Over the last week, New Zealand singer Lorde has been the subject of racist cyber-bullying on Twitter after a photo of the 17-year-old singer and her boyfriend, James Lowe, was posted to social media. Odd Future rapper Tyler, the Creator Instagrammed a picture of the couple with the caption “Hhahahahahah.” Lorde quickly dismissed his mockery, responding: “Was this supposed to make me feel something?” Tyler, the Creator then shot back: “NOT AT ALL, IT MADE ME LAUGH.”
What could be so funny about Lorde’s boyfriend? Judging from social media, the problem is that he’s Asian.
After the controversial hip-hop artist’s comments hit the Web, fans of One Direction and Justin Bieber joined in mocking Lowe on Twitter and Instagram. Their motivation? An unfounded rumor that Lorde called those artists “ugly.” For the fans, criticizing Lorde’s boyfriend’s appearance has provided a means of retaliation.
Although it might just look like another case of ordinary teen cyber-bullying, this backlash is also indicative of the lingering stigma against dating Asian men, fueled by prejudice and racial stereotyping.
Typical comments called Lowe a “Chinese sort of Ostrich boyfriend” or a “ching chong boyfriend,” comparing him to Mao Tse-tung and Long Duk Dong from “Sixteen Candles.” One Twitter user quipped, “Come back to us when your boyfriend doesn’t look like PSY gone wrong.” Others left remarks hitting below the belt, as it were.
In an item for Jezebel, Lindy West argued that it’s not just that James Lowe is ugly; it’s that their relationship violates the norms of what we expect from dating -- and what types of people we consider attractive.

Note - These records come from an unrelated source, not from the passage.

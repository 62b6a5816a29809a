//! Bump classes and the per-run version bump record.

use crate::store::Commit;
use serde::{Deserialize, Serialize};
use std::fmt;

/// Kind of version change carried by a release.
///
/// `Transition` marks a prerelease-stage move rather than a
/// conventional-commit-driven bump.
#[derive(Debug, Clone, Copy, PartialEq, Eq, Hash, Serialize, Deserialize)]
#[serde(rename_all = "lowercase")]
pub enum BumpType {
    Major,
    Minor,
    Patch,
    Transition,
}

impl BumpType {
    /// Returns the wire name used in markers and commit metadata.
    #[must_use]
    pub fn as_str(self) -> &'static str {
        match self {
            Self::Major => "major",
            Self::Minor => "minor",
            Self::Patch => "patch",
            Self::Transition => "transition",
        }
    }

    /// Parses a wire name. Unknown names yield `None`.
    #[must_use]
    pub fn parse(value: &str) -> Option<Self> {
        match value.trim() {
            "major" => Some(Self::Major),
            "minor" => Some(Self::Minor),
            "patch" => Some(Self::Patch),
            "transition" => Some(Self::Transition),
            _ => None,
        }
    }
}

impl fmt::Display for BumpType {
    fn fmt(&self, f: &mut fmt::Formatter<'_>) -> fmt::Result {
        f.write_str(self.as_str())
    }
}

/// The version change computed for one synchronization run.
#[derive(Debug, Clone, PartialEq, Eq)]
pub struct VersionBump {
    /// Version the release starts from.
    pub from: String,

    /// Version the release produces.
    pub to: String,

    /// Kind of change.
    pub bump_type: BumpType,

    /// Commits that contributed to the bump, oldest first.
    pub commits: Vec<Commit>,
}
//! Version-bearing manifests.
//!
//! The versions manifest (`.pls/versions.json` by default) maps package
//! paths to their released version, `"."` being the repository root. Two
//! value shapes exist: a bare version string (legacy) and an object
//! `{ "version", "sha"?, "versionFile"? }`. [`VersionsManifest`] accepts
//! both and always hands out the normalized [`VersionsManifestEntry`].

mod error;
mod project;

pub use error::ManifestError;
pub use project::{project_version, set_project_version};

use serde::{Deserialize, Serialize};
use std::collections::BTreeMap;

/// Package key of the repository root.
pub const ROOT_PACKAGE: &str = ".";

/// Normalized versions manifest entry.
#[derive(Debug, Clone, PartialEq, Eq, Default, Serialize, Deserialize)]
pub struct VersionsManifestEntry {
    pub version: String,

    /// Commit of the last release, used to anchor the change range.
    #[serde(default, skip_serializing_if = "Option::is_none")]
    pub sha: Option<String>,

    /// File that carries the version, when it is not the project manifest.
    #[serde(rename = "versionFile", default, skip_serializing_if = "Option::is_none")]
    pub version_file: Option<String>,
}

#[derive(Debug, Clone, PartialEq, Eq, Serialize, Deserialize)]
#[serde(untagged)]
enum ManifestValue {
    Legacy(String),
    Entry(VersionsManifestEntry),
}

impl ManifestValue {
    fn to_entry(&self) -> VersionsManifestEntry {
        match self {
            Self::Legacy(version) => VersionsManifestEntry {
                version: version.clone(),
                ..VersionsManifestEntry::default()
            },
            Self::Entry(entry) => entry.clone(),
        }
    }
}

/// Parsed versions manifest.
#[derive(Debug, Clone, PartialEq, Eq, Default, Serialize, Deserialize)]
#[serde(transparent)]
pub struct VersionsManifest {
    packages: BTreeMap<String, ManifestValue>,
}

impl VersionsManifest {
    /// Parses manifest content read from `path`.
    ///
    /// # Errors
    ///
    /// Returns [`ManifestError::Decode`] if the content is not a JSON object
    /// of version strings or entry objects.
    pub fn parse(content: &str, path: &str) -> Result<Self, ManifestError> {
        serde_json::from_str(content).map_err(|source| ManifestError::Decode {
            path: path.to_string(),
            source,
        })
    }

    /// Returns the normalized entry for `package`.
    #[must_use]
    pub fn entry(&self, package: &str) -> Option<VersionsManifestEntry> {
        self.packages.get(package).map(ManifestValue::to_entry)
    }

    /// Iterates all packages with their normalized entries.
    pub fn entries(&self) -> impl Iterator<Item = (&str, VersionsManifestEntry)> {
        self.packages
            .iter()
            .map(|(package, value)| (package.as_str(), value.to_entry()))
    }

    /// Sets the version of `package`, keeping its `sha` and `versionFile`.
    ///
    /// Legacy string values are rewritten in the object form.
    pub fn set_version(&mut self, package: &str, version: &str) {
        let mut entry = self.entry(package).unwrap_or_default();
        entry.version = version.to_string();
        self.packages
            .insert(package.to_string(), ManifestValue::Entry(entry));
    }

    /// Serializes the manifest as pretty JSON with a trailing newline.
    ///
    /// # Errors
    ///
    /// Returns [`ManifestError::Encode`] if serialization fails.
    pub fn to_json(&self, path: &str) -> Result<String, ManifestError> {
        serde_json::to_string_pretty(self)
            .map(|json| json + "\n")
            .map_err(|source| ManifestError::Encode {
                path: path.to_string(),
                source,
            })
    }
}

#[cfg(test)]
mod tests {
    use super::*;

    const PATH: &str = ".pls/versions.json";

    #[test]
    fn reads_both_value_shapes() {
        let manifest = VersionsManifest::parse(
            r#"{ ".": { "version": "1.2.0", "sha": "abc123" }, "packages/cli": "0.3.1" }"#,
            PATH,
        )
        .unwrap();

        let root = manifest.entry(ROOT_PACKAGE).unwrap();
        assert_eq!(root.version, "1.2.0");
        assert_eq!(root.sha.as_deref(), Some("abc123"));

        let cli = manifest.entry("packages/cli").unwrap();
        assert_eq!(cli.version, "0.3.1");
        assert_eq!(cli.sha, None);
        assert_eq!(manifest.entries().count(), 2);
    }

    #[test]
    fn set_version_preserves_anchor_fields() {
        let mut manifest = VersionsManifest::parse(
            r#"{ ".": { "version": "1.2.0", "sha": "abc123", "versionFile": "deno.json" } }"#,
            PATH,
        )
        .unwrap();
        manifest.set_version(ROOT_PACKAGE, "1.3.0");

        let root = manifest.entry(ROOT_PACKAGE).unwrap();
        assert_eq!(root.version, "1.3.0");
        assert_eq!(root.sha.as_deref(), Some("abc123"));
        assert_eq!(root.version_file.as_deref(), Some("deno.json"));
        assert!(manifest.to_json(PATH).unwrap().contains("\"versionFile\": \"deno.json\""));
    }

    #[test]
    fn upgrades_legacy_values_on_write() {
        let mut manifest = VersionsManifest::parse(r#"{ ".": "1.0.0" }"#, PATH).unwrap();
        manifest.set_version(ROOT_PACKAGE, "1.1.0");

        assert_eq!(
            manifest.to_json(PATH).unwrap(),
            "{\n  \".\": {\n    \"version\": \"1.1.0\"\n  }\n}\n"
        );
    }

    #[test]
    fn set_version_creates_missing_package() {
        let mut manifest = VersionsManifest::default();
        manifest.set_version(ROOT_PACKAGE, "0.1.0");

        assert_eq!(manifest.entry(ROOT_PACKAGE).unwrap().version, "0.1.0");
    }

    #[test]
    fn invalid_json_is_a_decode_error() {
        let error = VersionsManifest::parse("{ not json", PATH).unwrap_err();

        assert!(matches!(error, ManifestError::Decode { .. }));
        assert!(error.to_string().contains(PATH));
    }
}
//! A single debug log entry.

use chrono::Utc;

/// One diagnostic record kept in the pull request body.
#[derive(Debug, Clone, PartialEq, Eq)]
pub struct DebugEntry {
    /// Display timestamp, rendered verbatim.
    pub timestamp: String,

    /// Free-text label of the command that produced the entry.
    pub command: String,

    /// Key/value details in insertion order.
    pub details: Vec<(String, String)>,
}

impl DebugEntry {
    /// Creates an entry stamped with the current UTC time.
    pub fn new(command: impl Into<String>) -> Self {
        Self::at(Utc::now().format("%Y-%m-%d %H:%M:%S UTC").to_string(), command)
    }

    /// Creates an entry with an explicit timestamp.
    pub fn at(timestamp: impl Into<String>, command: impl Into<String>) -> Self {
        Self {
            timestamp: timestamp.into(),
            command: command.into(),
            details: Vec::new(),
        }
    }

    #[must_use]
    pub fn with_detail(mut self, key: impl Into<String>, value: impl ToString) -> Self {
        self.details.push((key.into(), value.to_string()));
        self
    }

    /// Appends a detail in place.
    pub fn push_detail(&mut self, key: impl Into<String>, value: impl ToString) {
        self.details.push((key.into(), value.to_string()));
    }

    /// Returns the first value recorded under `key`.
    #[must_use]
    pub fn detail(&self, key: &str) -> Option<&str> {
        self.details
            .iter()
            .find(|(k, _)| k == key)
            .map(|(_, v)| v.as_str())
    }

    pub(crate) fn render(&self) -> String {
        // The header wraps the command in backticks and must stay on one line.
        let command = self.command.replace('`', "'").replace(['\r', '\n'], " ");
        let mut out = format!("### {} — `{command}`", self.timestamp);
        for (key, value) in &self.details {
            // Entries are line-oriented; multi-line values are folded.
            let value = value.replace(['\r', '\n'], " ");
            out.push_str(&format!("\n- **{key}**: {value}"));
        }
        out
    }
}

“Our culture has a lot of social and literal capital tied up in the idea that conventional physical beauty is the defining factor in successful relationships,” West wrote. “When couples like Lorde and Lowe violate that tacit social contract (by, you know, just liking each other a lot while being slightly different amounts of ‘hot’), the response is usually swift, bewildered, and thick with disgust. Even the tweets that don’t specifically mention Lowe’s race, I suspect, are at least partially driven by our culture’s nasty stereotyping of Asian men as unsexy and sexless.”
For C.N. Le, a sociology professor at the University of Massachusetts Amherst, “this is due to pervasive cultural stereotypes” about Asian American men -- that they are “nerdy ... or not masculine enough.” As Le explained during a WBEZ interview in 2012, these biases create a “cultural penalty” in the dating world, one with quantifiable costs.
“In crunching the numbers,” Le said, “[researchers] found on an aggregate level, Latino men have to make something like $70,000 more than a comparable white man for a white women to be open to dating them.” With African American men, that figure shoots up to $120,000, and for Asian men, it’s even higher: $250,000.
PolicyMic’s Justin Chan argued that the cards are thus stacked against Asian men, too often considered “undateable.”
“A 2007 study conducted by researchers at Columbia University, which surveyed a group of over 400 students who participated orchestrated ‘speed dating’ sessions, showed that African American and white women said ‘yes’ 65% less often to the prospect of dating Asian men in comparison to men of their own race, while Hispanic women said yes 50% less frequently,” Chan explained.
Surveys from PolicyMic and OKCupid support Chan’s assertion that racism is alive and well in the dating world; this can have particularly harmful consequences for the ethnic and racial minorities who face these daily prejudices. This isn’t just about preferences, Marc Ambinder writes in an article for the Week. “This is real racism, blatant and banal, casual and even comfortable,” he argues.
Ambinder called dating “the last racial taboo,” and it won’t be solved just by communicating with mates of other ethnicities and backgrounds. As the Guardian’s Bim Adewunmi showed, online dating can be an outlet for racism itself. “More than one person has asked me if it’s true ‘what they say about black girls,’ ” Adewumni wrote. “Several have asked me: ‘So where do you really come from?’ ”
Clearly we have a lot of issues to work out, and we can address them by starting a conversation on race rather than just dumping our prejudices onto other people. And we should be grateful for people like Lorde, who openly challenge how we look at dating by being unapologetic about who they love. For Asian men like James Lowe, it’s a necessary reminder that they exist too.
[Update, 10:17 a.m., Dec. 12: C.N. Le’s last name was mispelled as Lee in a previous version of this post.]